Une sorte de Jésus des temps modernes
J’ai d’abord lu la trilogie Vernon Subutex de Virgine Despentes. L’histoire d’un ancien disquaire en faillite qui se retrouve seul, doit quitter son logement, puis erre de chambres d’hôtels miteux en appartements d’ami.e.s. Il mène une vie de plus en plus dépouillée dans un monde du business et de la consommation (celui qui court des années 1990 à aujourd’hui). Notre héros de pacotille finit par toucher le fond (il se retrouve SDF comme le George Orwell de Dans la dèche à Paris et à Londres). Avant de remonter progressivement le courant, finissant malgré lui par devenir une sorte de Jésus des temps modernes. Un parcours assez semblable à celui de Constance Debré, parcours qu’elle relate dans un livre autobiographique appelé Nom. Tel une mystique, Constance Debré met en pratique le renoncement, de tout ou presque.
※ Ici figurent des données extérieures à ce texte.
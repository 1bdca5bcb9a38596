use axum::{
	Json, Router,
	extract::State,
	http::StatusCode,
	response::{IntoResponse, Response},
	routing::{get, post},
};
use serde::{Deserialize, Serialize};
use tracing::Instrument;
use uuid::Uuid;

use crate::state::AppState;
use codeintel_domain::{Hover, ResultPage};
use codeintel_service::{DefinitionsQuery, Error as ServiceError, HoverQuery, ReferencesQuery};

#[derive(Debug, Serialize, Deserialize)]
pub struct HoverResponse {
	pub hover: Option<Hover>,
}

#[derive(Debug, Serialize)]
struct ErrorBody {
	error_code: String,
	message: String,
}

#[derive(Debug)]
pub struct ApiError {
	status: StatusCode,
	error_code: String,
	message: String,
}
impl ApiError {
	fn new(status: StatusCode, error_code: impl Into<String>, message: impl Into<String>) -> Self {
		Self { status, error_code: error_code.into(), message: message.into() }
	}
}

impl From<ServiceError> for ApiError {
	fn from(err: ServiceError) -> Self {
		match err {
			ServiceError::MalformedCursor { message } =>
				json_error(StatusCode::BAD_REQUEST, "malformed_cursor", message),
			ServiceError::InvalidRequest { message } =>
				json_error(StatusCode::BAD_REQUEST, "invalid_request", message),
			err @ ServiceError::Upstream { .. } =>
				json_error(StatusCode::BAD_GATEWAY, "upstream_error", err.to_string()),
			ServiceError::Cancelled { message } =>
				json_error(StatusCode::GATEWAY_TIMEOUT, "cancelled", message),
			ServiceError::Internal { message } => {
				tracing::error!(error = %message, "Internal error while serving request.");

				json_error(StatusCode::INTERNAL_SERVER_ERROR, "internal_error", "Internal error.")
			},
		}
	}
}

impl IntoResponse for ApiError {
	fn into_response(self) -> Response {
		let body = ErrorBody { error_code: self.error_code, message: self.message };

		(self.status, Json(body)).into_response()
	}
}

pub fn router(state: AppState) -> Router {
	Router::new()
		.route("/health", get(health))
		.route("/v1/codeintel/definitions", post(definitions))
		.route("/v1/codeintel/references", post(references))
		.route("/v1/codeintel/hover", post(hover))
		.with_state(state)
}

pub fn json_error(status: StatusCode, code: &str, message: impl Into<String>) -> ApiError {
	ApiError::new(status, code, message)
}

async fn health() -> StatusCode {
	StatusCode::OK
}

async fn definitions(
	State(state): State<AppState>,
	Json(payload): Json<DefinitionsQuery>,
) -> Result<Json<ResultPage>, ApiError> {
	let cancel = state.shutdown.child_token();
	let span = request_span("definitions", payload.uploads.len());
	let page = state.aggregator.definitions(payload, &cancel).instrument(span).await?;

	Ok(Json(page))
}

async fn references(
	State(state): State<AppState>,
	Json(payload): Json<ReferencesQuery>,
) -> Result<Json<ResultPage>, ApiError> {
	let cancel = state.shutdown.child_token();
	let span = request_span("references", payload.uploads.len());
	let page = state.aggregator.references(payload, &cancel).instrument(span).await?;

	Ok(Json(page))
}

async fn hover(
	State(state): State<AppState>,
	Json(payload): Json<HoverQuery>,
) -> Result<Json<HoverResponse>, ApiError> {
	let cancel = state.shutdown.child_token();
	let span = request_span("hover", payload.uploads.len());
	let hover = state.aggregator.hover(payload, &cancel).instrument(span).await?;

	Ok(Json(HoverResponse { hover }))
}

fn request_span(operation: &'static str, uploads: usize) -> tracing::Span {
	tracing::info_span!("codeintel_request", request_id = %Uuid::new_v4(), operation, uploads)
}
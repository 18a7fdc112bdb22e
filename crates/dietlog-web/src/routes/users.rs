use std::sync::Arc;

use axum::extract::State;
use axum::http::StatusCode;
use axum::response::{IntoResponse, Json};
use axum::routing::post;
use axum::Router;
use axum_extra::extract::cookie::{Cookie, CookieJar};
use serde::Deserialize;

use crate::error::{ApiError, ApiJson};
use crate::routes::{session_token, SESSION_COOKIE};
use crate::AppState;

pub fn routes() -> Router<Arc<AppState>> {
    Router::new().route("/users", post(create_user))
}

#[derive(Debug, Deserialize)]
#[serde(deny_unknown_fields)]
struct CreateUserRequest {
    username: String,
}

async fn create_user(
    State(state): State<Arc<AppState>>,
    jar: CookieJar,
    ApiJson(body): ApiJson<serde_json::Value>,
) -> Result<impl IntoResponse, ApiError> {
    let input: CreateUserRequest = serde_json::from_value(body).map_err(|e| {
        ApiError::bad_request("Invalid input").with_errors(serde_json::json!([e.to_string()]))
    })?;

    let issued = state
        .service
        .register(session_token(&jar), &input.username)
        .await?;

    // A fresh token rides back on the cookie for all future requests.
    let jar = if issued.is_new {
        let max_age = time::Duration::try_from(dietlog_core::session::SESSION_TTL)
            .unwrap_or(time::Duration::days(7));
        jar.add(
            Cookie::build((SESSION_COOKIE, issued.token.to_string()))
                .path("/")
                .max_age(max_age)
                .build(),
        )
    } else {
        jar
    };

    Ok((
        StatusCode::CREATED,
        jar,
        Json(serde_json::json!({ "message": "User created successfully." })),
    ))
}
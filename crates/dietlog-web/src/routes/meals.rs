use std::sync::Arc;

use axum::extract::{Path, State};
use axum::http::StatusCode;
use axum::response::{IntoResponse, Json};
use axum::routing::get;
use axum::Router;
use axum_extra::extract::cookie::CookieJar;
use dietlog_core::model::{parse_date_time, Meal, MealUpdate, NewMeal};
use dietlog_core::streak::MealSummary;
use serde::{Deserialize, Deserializer};
use uuid::Uuid;

use crate::error::{ApiError, ApiJson};
use crate::routes::session_token;
use crate::AppState;

pub fn routes() -> Router<Arc<AppState>> {
    Router::new()
        .route("/meals", get(list_meals).post(create_meal))
        .route("/meals/summary", get(summary))
        .route(
            "/meals/{id}",
            get(get_meal).put(update_meal).delete(delete_meal),
        )
}

// -- Request types --

#[derive(Debug, Deserialize)]
#[serde(deny_unknown_fields)]
struct CreateMealRequest {
    name: String,
    description: Option<String>,
    #[serde(rename = "dateTime")]
    date_time: String,
    #[serde(rename = "isOnDiet")]
    is_on_diet: bool,
}

#[derive(Debug, Deserialize)]
#[serde(deny_unknown_fields)]
struct UpdateMealRequest {
    name: Option<String>,
    // Presence vs. explicit null: a missing field leaves the description
    // alone, `"description": null` clears it.
    #[serde(default, deserialize_with = "double_option")]
    description: Option<Option<String>>,
    #[serde(rename = "dateTime")]
    date_time: Option<String>,
    #[serde(rename = "isOnDiet")]
    is_on_diet: Option<bool>,
}

fn double_option<'de, D>(deserializer: D) -> Result<Option<Option<String>>, D::Error>
where
    D: Deserializer<'de>,
{
    Option::<String>::deserialize(deserializer).map(Some)
}

fn parse_body<T: serde::de::DeserializeOwned>(body: serde_json::Value) -> Result<T, ApiError> {
    serde_json::from_value(body).map_err(|e| {
        ApiError::bad_request("Invalid input").with_errors(serde_json::json!([e.to_string()]))
    })
}

// -- Response types --

#[derive(Debug, serde::Serialize)]
struct MealListResponse {
    meals: Vec<Meal>,
}

// -- Handlers --

async fn list_meals(
    State(state): State<Arc<AppState>>,
    jar: CookieJar,
) -> Result<Json<MealListResponse>, ApiError> {
    let meals = state.service.list_meals(session_token(&jar)).await?;
    Ok(Json(MealListResponse { meals }))
}

async fn create_meal(
    State(state): State<Arc<AppState>>,
    jar: CookieJar,
    ApiJson(body): ApiJson<serde_json::Value>,
) -> Result<impl IntoResponse, ApiError> {
    // Identity first: an unauthorized caller learns nothing about how
    // the payload would have been judged.
    let token = session_token(&jar);
    state.service.authorize(token).await?;

    let input: CreateMealRequest = parse_body(body)?;
    let date_time = parse_date_time(&input.date_time)?;

    state
        .service
        .create_meal(
            token,
            NewMeal {
                name: input.name,
                description: input.description,
                date_time,
                is_on_diet: input.is_on_diet,
            },
        )
        .await?;

    Ok((
        StatusCode::CREATED,
        Json(serde_json::json!({ "message": "Meal created successfully." })),
    ))
}

async fn get_meal(
    State(state): State<Arc<AppState>>,
    jar: CookieJar,
    Path(id): Path<Uuid>,
) -> Result<Json<Meal>, ApiError> {
    let meal = state.service.get_meal(session_token(&jar), id).await?;
    Ok(Json(meal))
}

async fn update_meal(
    State(state): State<Arc<AppState>>,
    jar: CookieJar,
    Path(id): Path<Uuid>,
    ApiJson(body): ApiJson<serde_json::Value>,
) -> Result<Json<serde_json::Value>, ApiError> {
    let token = session_token(&jar);
    state.service.authorize(token).await?;

    let input: UpdateMealRequest = parse_body(body)?;

    let update = MealUpdate {
        name: input.name,
        description: input.description,
        date_time: input.date_time.as_deref().map(parse_date_time).transpose()?,
        is_on_diet: input.is_on_diet,
    };

    state.service.update_meal(token, id, update).await?;

    Ok(Json(serde_json::json!({ "message": "Meal updated successfully." })))
}

async fn delete_meal(
    State(state): State<Arc<AppState>>,
    jar: CookieJar,
    Path(id): Path<Uuid>,
) -> Result<Json<serde_json::Value>, ApiError> {
    state.service.delete_meal(session_token(&jar), id).await?;
    Ok(Json(serde_json::json!({ "message": "Meal deleted successfully." })))
}

async fn summary(
    State(state): State<Arc<AppState>>,
    jar: CookieJar,
) -> Result<Json<MealSummary>, ApiError> {
    let summary = state.service.summary(session_token(&jar)).await?;
    Ok(Json(summary))
}
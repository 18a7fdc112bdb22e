use uuid::Uuid;

use crate::error::Result;
use crate::model::{Meal, MealUpdate, User};

/// Abstract storage backend for sessions and meals.
///
/// Every meal operation takes the owning session's token and folds it
/// into the storage predicate itself: a meal that exists under another
/// session is indistinguishable from one that does not exist at all.
pub trait StorageBackend: Send + Sync {
    // -- Sessions --

    fn create_user(&self, user: &User) -> impl std::future::Future<Output = Result<()>> + Send;

    fn session_exists(
        &self,
        session_id: Uuid,
    ) -> impl std::future::Future<Output = Result<bool>> + Send;

    // -- Meals --

    fn insert_meal(&self, meal: &Meal) -> impl std::future::Future<Output = Result<()>> + Send;

    /// All meals owned by the session, in insertion order.
    fn list_meals(
        &self,
        session_id: Uuid,
    ) -> impl std::future::Future<Output = Result<Vec<Meal>>> + Send;

    fn get_meal(
        &self,
        session_id: Uuid,
        id: Uuid,
    ) -> impl std::future::Future<Output = Result<Meal>> + Send;

    /// Apply a partial update and stamp `updated_at`. `NotFound` when no
    /// row matches the (id, session) predicate.
    fn update_meal(
        &self,
        session_id: Uuid,
        id: Uuid,
        update: &MealUpdate,
    ) -> impl std::future::Future<Output = Result<()>> + Send;

    fn delete_meal(
        &self,
        session_id: Uuid,
        id: Uuid,
    ) -> impl std::future::Future<Output = Result<()>> + Send;
}
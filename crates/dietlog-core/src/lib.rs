//! Core library for Dietlog: anonymous cookie-identified sessions that
//! register a username and record meals, with a summary of the longest
//! consecutive run of on-diet meals.
//!
//! The crate is split along the request path: [`session`] resolves the
//! caller's identity, [`storage`] owns session-scoped meal access,
//! [`streak`] reduces an ordered meal list to adherence statistics, and
//! [`service`] orchestrates the three for each public operation.

pub mod config;
pub mod error;
pub mod model;
pub mod service;
pub mod session;
pub mod storage;
pub mod streak;

pub use error::{DietlogError, Result};
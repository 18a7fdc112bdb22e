pub mod error;
pub mod routes;

use std::sync::Arc;

use dietlog_core::service::MealService;
use dietlog_core::storage::SqliteStorage;

pub struct AppState {
    pub service: MealService<SqliteStorage>,
}

/// Build the full application router over the shared state.
pub fn app(state: Arc<AppState>) -> axum::Router {
    routes::router().with_state(state)
}
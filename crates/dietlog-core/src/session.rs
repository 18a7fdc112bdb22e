//! Session identity resolution — the sole gate in front of every meal
//! operation.
//!
//! A session is nothing more than possession of an opaque token; the
//! resolver checks the token against the registered users and refuses
//! everything else. Registration is exempt and instead issues (or, trust
//! on first use, reuses) a token for the caller to carry from then on.

use std::time::Duration;

use uuid::Uuid;

use crate::error::{DietlogError, Result};
use crate::storage::StorageBackend;

/// How long the boundary layer should keep the session cookie alive.
pub const SESSION_TTL: Duration = Duration::from_secs(60 * 60 * 24 * 7);

/// A session token that has been checked against storage.
#[derive(Debug, Clone, Copy, PartialEq, Eq)]
pub struct SessionId(pub Uuid);

/// Token to hand back to a registering caller.
#[derive(Debug, Clone, Copy)]
pub struct IssuedToken {
    pub token: Uuid,
    /// Whether the token was freshly minted, in which case the boundary
    /// must propagate it back to the caller with [`SESSION_TTL`].
    pub is_new: bool,
}

/// Reuse a presented token for registration, or mint a fresh one.
pub fn issue_or_reuse(presented: Option<Uuid>) -> IssuedToken {
    match presented {
        Some(token) => IssuedToken {
            token,
            is_new: false,
        },
        None => IssuedToken {
            token: Uuid::new_v4(),
            is_new: true,
        },
    }
}

/// Resolve the caller's presented token to a session identity.
///
/// Absent tokens and tokens no registered user carries both fail with
/// `Unauthorized`; the message deliberately does not distinguish the two.
pub async fn resolve<S: StorageBackend>(
    storage: &S,
    presented: Option<Uuid>,
) -> Result<SessionId> {
    let token = presented
        .ok_or_else(|| DietlogError::Unauthorized("Unauthorized.".into()))?;

    if !storage.session_exists(token).await? {
        return Err(DietlogError::Unauthorized("Unauthorized.".into()));
    }

    Ok(SessionId(token))
}
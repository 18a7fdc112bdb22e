use axum::extract::rejection::JsonRejection;
use axum::extract::{FromRequest, Request};
use axum::http::StatusCode;
use axum::response::{IntoResponse, Json, Response};
use dietlog_core::DietlogError;

/// JSON API error: `{ "message": ..., "errors": [...] }`, the `errors`
/// array only when field-level detail exists.
pub struct ApiError {
    pub status: StatusCode,
    pub message: String,
    pub errors: Option<serde_json::Value>,
}

impl ApiError {
    fn new(status: StatusCode, message: impl Into<String>) -> Self {
        Self {
            status,
            message: message.into(),
            errors: None,
        }
    }

    pub fn bad_request(msg: impl Into<String>) -> Self {
        Self::new(StatusCode::BAD_REQUEST, msg)
    }

    pub fn unauthorized(msg: impl Into<String>) -> Self {
        Self::new(StatusCode::UNAUTHORIZED, msg)
    }

    pub fn not_found(msg: impl Into<String>) -> Self {
        Self::new(StatusCode::NOT_FOUND, msg)
    }

    pub fn conflict(msg: impl Into<String>) -> Self {
        Self::new(StatusCode::CONFLICT, msg)
    }

    pub fn internal(msg: impl Into<String>) -> Self {
        Self::new(StatusCode::INTERNAL_SERVER_ERROR, msg)
    }

    pub fn with_errors(mut self, errors: serde_json::Value) -> Self {
        self.errors = Some(errors);
        self
    }
}

impl IntoResponse for ApiError {
    fn into_response(self) -> Response {
        let mut body = serde_json::json!({ "message": self.message });
        if let Some(errors) = self.errors {
            body["errors"] = errors;
        }
        (self.status, Json(body)).into_response()
    }
}

/// `Json` extractor whose rejection keeps the `{ message, errors }`
/// shape instead of axum's plain-text default, so a body that is not
/// valid JSON gets the same 400 envelope as every other bad payload.
pub struct ApiJson<T>(pub T);

impl<S, T> FromRequest<S> for ApiJson<T>
where
    Json<T>: FromRequest<S, Rejection = JsonRejection>,
    S: Send + Sync,
{
    type Rejection = ApiError;

    async fn from_request(req: Request, state: &S) -> Result<Self, Self::Rejection> {
        match Json::<T>::from_request(req, state).await {
            Ok(Json(value)) => Ok(Self(value)),
            Err(rejection) => Err(ApiError::bad_request("Invalid input")
                .with_errors(serde_json::json!([rejection.body_text()]))),
        }
    }
}

impl From<DietlogError> for ApiError {
    fn from(err: DietlogError) -> Self {
        match &err {
            DietlogError::NotFound(msg) => Self::not_found(msg.clone()),
            DietlogError::InvalidInput(msg) => Self::bad_request(msg.clone()),
            DietlogError::Unauthorized(msg) => Self::unauthorized(msg.clone()),
            DietlogError::Conflict(msg) => Self::conflict(msg.clone()),
            _ => {
                // Unexpected storage or system failure. Log it, report
                // generically, no retry.
                tracing::error!("api error: {err}");
                Self::internal("Internal server error.")
            }
        }
    }
}
mod meals;
mod users;

use std::sync::Arc;

use axum::Router;
use axum_extra::extract::cookie::CookieJar;
use uuid::Uuid;

use crate::AppState;

/// Name of the cookie carrying the session token.
pub const SESSION_COOKIE: &str = "sessionId";

pub fn router() -> Router<Arc<AppState>> {
    Router::new().merge(users::routes()).merge(meals::routes())
}

/// Read the session token from the cookie jar, if one is carried and
/// well-formed. Garbage cookie values count as no token at all.
pub(crate) fn session_token(jar: &CookieJar) -> Option<Uuid> {
    jar.get(SESSION_COOKIE).and_then(|c| c.value().parse().ok())
}
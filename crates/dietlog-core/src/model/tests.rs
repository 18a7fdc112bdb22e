use chrono::{TimeZone, Utc};
use uuid::Uuid;

use crate::error::DietlogError;
use crate::model::*;

#[test]
fn test_meal_creation() {
    let session_id = Uuid::new_v4();
    let meal = Meal::new(
        session_id,
        NewMeal {
            name: "Lunch".to_string(),
            description: Some("Rice and beans".to_string()),
            date_time: Utc.with_ymd_and_hms(2024, 1, 1, 12, 0, 0).unwrap(),
            is_on_diet: true,
        },
    );

    assert_eq!(meal.session_id, session_id);
    assert_eq!(meal.name, "Lunch");
    assert_eq!(meal.description.as_deref(), Some("Rice and beans"));
    assert!(meal.is_on_diet);
    assert_eq!(meal.created_at, meal.updated_at);
}

#[test]
fn test_meal_wire_field_names() {
    let meal = Meal::new(
        Uuid::new_v4(),
        NewMeal {
            name: "Dinner".to_string(),
            description: None,
            date_time: Utc::now(),
            is_on_diet: false,
        },
    );

    let json = serde_json::to_value(&meal).unwrap();
    assert!(json.get("dateTime").is_some());
    assert!(json.get("isOnDiet").is_some());
    assert!(json.get("session_id").is_some());
    assert!(json.get("date_time").is_none());
}

#[test]
fn test_username_length_bounds() {
    assert!(validate_username("al").is_err());
    assert!(validate_username("alice").is_ok());
    assert!(validate_username(&"a".repeat(USERNAME_MAX_LENGTH)).is_ok());
    assert!(validate_username(&"a".repeat(USERNAME_MAX_LENGTH + 1)).is_err());
}

#[test]
fn test_meal_name_cannot_be_empty() {
    assert!(validate_meal_name("Lunch").is_ok());
    assert!(matches!(
        validate_meal_name("   "),
        Err(DietlogError::InvalidInput(_))
    ));
}

#[test]
fn test_parse_date_time_accepts_iso8601() {
    let dt = parse_date_time("2024-01-01T12:00:00Z").unwrap();
    assert_eq!(dt, Utc.with_ymd_and_hms(2024, 1, 1, 12, 0, 0).unwrap());

    // Offset forms normalize to UTC.
    let dt = parse_date_time("2024-01-01T09:00:00-03:00").unwrap();
    assert_eq!(dt, Utc.with_ymd_and_hms(2024, 1, 1, 12, 0, 0).unwrap());
}

#[test]
fn test_parse_date_time_rejects_garbage() {
    let err = parse_date_time("not-a-date").unwrap_err();
    assert!(matches!(err, DietlogError::InvalidInput(_)));
    assert!(err.to_string().contains("ISO 8601"));
}

#[test]
fn test_meal_update_emptiness() {
    assert!(MealUpdate::default().is_empty());

    let update = MealUpdate {
        description: Some(None),
        ..Default::default()
    };
    assert!(!update.is_empty());
}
Quelques années avant d’écrire ce livre, la petite fille de Michel Debré, (rédacteur de la Constitution de la Cinquième République aujourd’hui plus que jamais au bord du gouffre), a tout quitté : son mari, son fils, sa famille, son logement, son travail (elle était avocat, précise-t-elle).

Murakami versus Debré
Tout semble, a priori, opposer Nom de Constance Debré à Chroniques de l’oiseau à ressort d’Haruki Murakami. A l’inverse de Constance Debré quittant mari et enfant, Toru Okada, le héros du livre de Murakami, fait tout pour retrouver sa femme qui n’est plus rentrée, un soir, en sortant du boulot. Constance Debré a écrit un livre autobiographique qui se lit en quelques heures quand Murakami nous entraîne dans une longue fiction de plus de 800 pages. Pourtant, si l’on y regarde de plus près, certaines similitudes apparaissent entre ces deux livres. Tout d’abord, tous deux sont écrits en « je », un je de grand solitaire qui place le lecteur dans la tête du narrateur. Tous deux cherchent à se dépouiller d’un passé encombrant. Constance Debré l’appelle « la vie lamentable » : « ce ronron insupportable de bêtise de violence de laideur ». Elle écrit « que personne n’est qu’une personne, que chacun est l’instrument d’autre chose dans les grands équilibres du monde. »

Se détacher de tout
La vie quotidienne du personnage principal de ces deux livres est orientée vers une forme de dépossession : de son nom, de son enfance, de ses habitudes, de la culture de sa classe sociale. Le héros de Murakami se fait appeler « Oiseau-à-ressort » quand le nom de Debré colle à la peau de Constance. Son souhait, ne rien transmettre : « Pas d’argent, pas de maison, pas d’héritage. Pas même le nom ». Elle tente de se débarrasser de la culture bourgeoise dont elle a hérité, « mieux accrochée en moi qu’une tique sous la peau ». Toutes ces bonnes manières qu’elle déteste « parce qu’elles sont en moi incrustées bien plus que le sang, elles sont plus qu’une langue, elles sont un corps, elles sont mon corps qui fait que je reconnais les autres corps comme le mien. »

Écoutons nos défaites
Dans ces deux livres, la violence du monde est omni présente. La violence de classe chez Constance Debré ; une violence plus existentielle chez Murakami. Une violence qui la rapproche de celle décrite par Laurent Gaudé dans Écoutez nos défaites, roman dans lequel un agent des services secrets français est chargé de retrouver la trace, au Liban, d’un militaire américain disparu. Laurent Gaudé entrelarde cette recherche du récit de trois héros glorieux : le général Grant écrasant les confédérés pendant la guerre de Sécession, Hannibal marchant sur Rome et Hailé Selassié se dressant contre l’envahisseur fasciste. Dans chacun de ces cas, le sang coule abondamment, les morts se comptent en dizaines de milliers. Après la bataille, celui qui se croit vainqueur peut-il être réellement assuré de sa victoire, interroge Laurent Gaudé. Un livre que les grands de ce monde devraient lire, de toute urgence.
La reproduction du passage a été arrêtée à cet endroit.